As expected, local officials rolled out their pro-SPLOST talking points in Sunday's paper. Equally unsurprisingly, none of the proponents writing in support of the tax bothered to address any of the issues that I raised in three previous letters. They all seem comfortable discussing SPLOST in the abstract, but not SPLOST VI specifically at this time and with these specific items.
At this point, I am willing to set aside all other objections and just boil everything down to one point that I cannot get past: Why a special election?
If this is such a wonderful idea, if it is our patriotic and civic duty to vote yes as Emily Bagwell and Cooper Embry implied, then why was this not on the ballot in November? The answer is simple: Special elections have low turnout and SPLOST supporters are counting on low turnout to lead them to victory.
I spent much of the last six years either in Iraq or preparing for duty there. My work often called on me to encourage democratic forms of governance through the cultivation of various civic councils. In western Iraq, in particular, the tribal sheiks often asked why voting was necessary; why not just allow them to decide like they always had in the past?
In many hours of conversation, I extolled the virtues of voting and democratic principles. I explained to them how precious the right to vote was and how American leaders spared no effort to encourage the people to exercise this sacred privilege.
I owe the sheiks an apology; our local leaders are no different. They would prefer not to have an election at all. Just let them decide. That is the message they sent to their constituents when they determined to avoid putting the issue on the ballot in the general election last November and instead called a special election.
No one in Sunday's Times — not the editorial page, not the reporters, not the guest columnists — bothered to address the issue of suppressing turnout through the tactic of holding a special election.
Obviously, our elected leaders don't mind spending another few tens of thousands of dollars on a special election to insure the victory of SPLOST.
The county commission chairman has publicly guaranteed passage of SPLOST VI. He is probably right. He made sure of that last year when he scheduled the special election.

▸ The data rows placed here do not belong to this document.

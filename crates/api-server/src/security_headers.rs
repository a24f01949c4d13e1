use axum::{extract::Request, http::HeaderValue, middleware::Next, response::Response};

/// Scripts load from this origin and the charting CDN only.
const CONTENT_SECURITY_POLICY: &str = "default-src 'self'; \
    script-src 'self' https://cdn.plot.ly; \
    style-src 'self' 'unsafe-inline'; \
    img-src 'self' data:; \
    connect-src 'self'; \
    frame-ancestors 'none'";

pub async fn security_headers_middleware(request: Request, next: Next) -> Response {
    let mut response = next.run(request).await;
    let headers = response.headers_mut();

    headers.insert("x-content-type-options", HeaderValue::from_static("nosniff"));
    headers.insert("x-frame-options", HeaderValue::from_static("DENY"));
    headers.insert(
        "content-security-policy",
        HeaderValue::from_static(CONTENT_SECURITY_POLICY),
    );
    headers.insert("referrer-policy", HeaderValue::from_static("no-referrer"));
    // Quotes go stale within minutes
    headers.insert("cache-control", HeaderValue::from_static("no-store"));

    response
}
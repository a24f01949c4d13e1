use async_trait::async_trait;
use crate::{AnalysisError, Interval, NewsHeadline, Period, PriceHistory, Ticker};

/// Source of adjusted price history.
///
/// An unknown ticker or an empty window is `Ok` with an empty history;
/// `Err` is reserved for transport and decoding failures.
#[async_trait]
pub trait HistoryProvider: Send + Sync {
    async fn fetch(
        &self,
        ticker: &Ticker,
        period: Period,
        interval: Interval,
    ) -> Result<PriceHistory, AnalysisError>;
}

/// Source of recent headlines for a ticker, newest first.
#[async_trait]
pub trait NewsSource: Send + Sync {
    async fn headlines(&self, ticker: &Ticker, limit: usize) -> Result<Vec<NewsHeadline>, AnalysisError>;
}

I cannot in good conscience support such political maneuvers. You see, I actually believed what I was telling my Iraqi friends.
Property taxes steady as sales taxes add up
This time there is real opposition to another SPLOST. The opposition comes from people who are hard hit by the current recession. Their property values are down and unsalable.
Investments in the form of 401(k)s, IRAs and stocks have taken losses in the 60 to 70 percent range. Seniors and retirees have taken serious hits to the savings they counted on for their future. These people have an opportunity to rid themselves of at least a portion of the sales tax.
Could you use another $15 to $20 per month for food, gas and necessities? Just say "no" to SPLOST VI and use that disposable income to buy what you need instead of buying projects of questionable value.
Consider the projects. Every SPLOST project will require maintenance or staffing or both. That money comes from your property taxes, which never go down by the way. The argument that previous SPLOSTs have reduced the millage rate by 18 percent is easily discounted. Government revenue needs go up every year. Have your property taxes gone down? No. I didn't think so.
Look to the future. If the current Georgia legislature has it's way, we will see another sales tax of 1 percent to 1.5 percent tacked on for transportation. We can expect to be billed for a repayment to the state for a property tax break, already taken, that we will have to give back. An average charge of $300 to $500 per property to return $450 million to the state.
So if SPLOSTVI passes, total sales taxes will near 10 percent. And we haven't even talked about the school systems, which will be demanding more of your disposable income soon.
Voters have the opportunity to say "no" to SPLOST VI and I hope they do.